Already given a limited theatrical release, the comedy-drama built around the wild Beanie Baby craze of the 1990s from Imagine Entertainment debuts this week on Apple TV+.

Penned by Gore ("Saturday Night Live," "Futurama"), it is based loosely on Zac Bissonnette's book "The Great Beanie Baby Bubble: Mass Delusion and the Dark Side of Cute," with significant liberties taken for narrative purposes.

"There are parts of the truth you just can't make up," reads text that greets the viewer in the film's opening seconds. "The rest, we did."

Of all the fine choices made by Gore and Kulash — high school sweethearts who've been married since 2016 — none is finer than the casting of Zach Galifianakis as Ty Warren, the toy salesman largely responsible for creating the little understuffed animals that would become speculative investments for many.

According to the movie's production notes, the couple saw the film as a vehicle for the hilarious "Hangover" star even before developing it. However, Galifianakis' Ty is nothing like some over-the-top characters the actor has played in that 2009 hit and other movie and TV projects; he is complex — at times funny and charming and at others greedy and duplicitous and still at others weak and immature.

This portrait of the eventual billionaire is told over two timelines — one beginning in 1983 and another starting 10 years later — and primarily from the points of view of three women. Although based partially on women from Warren's past, Elizabeth Banks' Robbie Jones, Sarah Snook's Sheila Harper and Geraldine Viswanathan's Maya Kumar have been invented for "The Beanie Bubble."
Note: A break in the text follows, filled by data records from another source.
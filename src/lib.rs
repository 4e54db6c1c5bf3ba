//! A single-session chat client for OpenAI-compatible completion APIs.
//!
//! The [`session::Session`] keeps the conversation and runs one turn at a
//! time through a [`model::CompletionClient`]. It is exposed both as a
//! terminal chat ([`cli`]) and as a small JSON API behind a static page
//! ([`web`]).

pub mod cli;
pub mod config;
pub mod error;
pub mod model;
pub mod session;
pub mod web;

pub use config::{Config, SessionConfig, Settings};
pub use error::{ChatError, ClientError, ConfigError};
pub use model::{ChatCompletionRequest, CompletionClient, Message, OpenAiClient, Role};
pub use session::Session;
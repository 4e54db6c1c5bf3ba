use actix_web::http::StatusCode;
use actix_web::{web, HttpResponse, Responder};
use log::{error, info, warn};
use serde_json::json;
use tera::Context;

use crate::error::{ChatError, ClientError};
use crate::web::models::{ChatRequest, ChatResponse, ErrorResponse, ResetResponse};
use crate::web::AppState;

// Index page handler
pub async fn index(data: web::Data<AppState>) -> impl Responder {
    let mut context = Context::new();
    let model = data.session.as_ref().map(|s| s.config().model.as_str());
    context.insert("model", &model.unwrap_or("unavailable"));
    context.insert("init_error", &data.init_error);
    match data.tera.render("index.html", &context) {
        Ok(html) => HttpResponse::Ok().content_type("text/html").body(html),
        Err(e) => {
            error!("Template error: {}", e);
            HttpResponse::InternalServerError().body("Template error")
        }
    }
}

// Health check endpoint
pub async fn health_check(data: web::Data<AppState>) -> impl Responder {
    let agent = if data.session.is_some() { "ready" } else { "unavailable" };
    HttpResponse::Ok().json(json!({ "status": "ok", "agent": agent }))
}

// Chat API endpoint
pub async fn chat(data: web::Data<AppState>, req: web::Json<ChatRequest>) -> impl Responder {
    let Some(session) = data.session.as_ref() else {
        return not_initialized(&data);
    };

    info!("Chat request: {} characters", req.message.len());

    match session.submit(&req.message).await {
        Ok(response) => HttpResponse::Ok().json(ChatResponse { response }),
        Err(e) => {
            warn!("Chat request failed: {}", e);
            error_response(status_for(&e), e.to_string())
        }
    }
}

// Reset API endpoint
pub async fn reset(data: web::Data<AppState>) -> impl Responder {
    let Some(session) = data.session.as_ref() else {
        return not_initialized(&data);
    };

    session.reset().await;
    HttpResponse::Ok().json(ResetResponse {
        status: "ok".into(),
        message: "Conversation reset".into(),
    })
}

/// Maps a failed turn to the status code the client sees.
pub fn status_for(e: &ChatError) -> StatusCode {
    match e {
        ChatError::EmptyMessage => StatusCode::BAD_REQUEST,
        ChatError::Client(ClientError::Timeout(_)) => StatusCode::GATEWAY_TIMEOUT,
        ChatError::Client(_) => StatusCode::BAD_GATEWAY,
    }
}

pub fn error_response(status: StatusCode, error: String) -> HttpResponse {
    HttpResponse::build(status).json(ErrorResponse { error })
}

fn not_initialized(data: &AppState) -> HttpResponse {
    let reason = data.init_error.as_deref().unwrap_or("unknown error");
    error_response(
        StatusCode::INTERNAL_SERVER_ERROR,
        format!("Agent not initialized: {reason}"),
    )
}
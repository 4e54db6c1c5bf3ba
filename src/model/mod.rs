use async_trait::async_trait;
use serde::{Deserialize, Serialize};

use crate::error::ClientError;

mod openai;

pub use openai::OpenAiClient;

#[derive(Debug, Clone, Copy, PartialEq, Eq, Serialize, Deserialize)]
pub enum Role {
    #[serde(rename = "system")]
    System,
    #[serde(rename = "user")]
    User,
    #[serde(rename = "assistant")]
    Assistant,
}

#[derive(Debug, Clone, PartialEq, Eq, Serialize, Deserialize)]
pub struct Message {
    pub role: Role,
    pub content: String,
}

impl Message {
    pub fn system(content: impl Into<String>) -> Self {
        Self {
            role: Role::System,
            content: content.into(),
        }
    }

    pub fn user(content: impl Into<String>) -> Self {
        Self {
            role: Role::User,
            content: content.into(),
        }
    }

    pub fn assistant(content: impl Into<String>) -> Self {
        Self {
            role: Role::Assistant,
            content: content.into(),
        }
    }
}

/// Body of `POST {base_url}/chat/completions`.
#[derive(Debug, Clone, PartialEq, Serialize)]
pub struct ChatCompletionRequest {
    pub model: String,
    pub messages: Vec<Message>,
    pub max_tokens: u32,
}

/// One request/response exchange with a chat completion backend.
///
/// Implementations return the reply text untouched, or a [`ClientError`]
/// describing why no reply could be obtained.
#[async_trait]
pub trait CompletionClient: Send + Sync {
    async fn complete(&self, request: &ChatCompletionRequest) -> Result<String, ClientError>;
}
Ty first befriends Robbie, who's frustrated with both her job and marriage, and convinces her to start a business with him. The son of a toy salesman, Ty wants them to sell stuffed Himalayan cats — his innovation being that they stuff them only so much, causing them to feel softer and making them easy to pose.

Eventually, as success comes, a romance blossoms.

In the later timeline, Ty Inc. is doing well, and the company hires college student Maya as a receptionist.

Meanwhile, Ty is hours late for an appointment at his house with Sheila, a lighting designer. When she reads him the riot act, he is immediately smitten and puts the full-court press to convince the mother of two young girls to go out with him.

Ty really takes to the girls, and he values their opinions on his products. In fact, the idea for Beanie Babies comes when one is disappointed one of his stuffed animals is too large to fit in her backpack, making it impractical for show and tell at school.

"Before we knew it," Sheila says in narration, "we were a family — a funny, weird, happy family."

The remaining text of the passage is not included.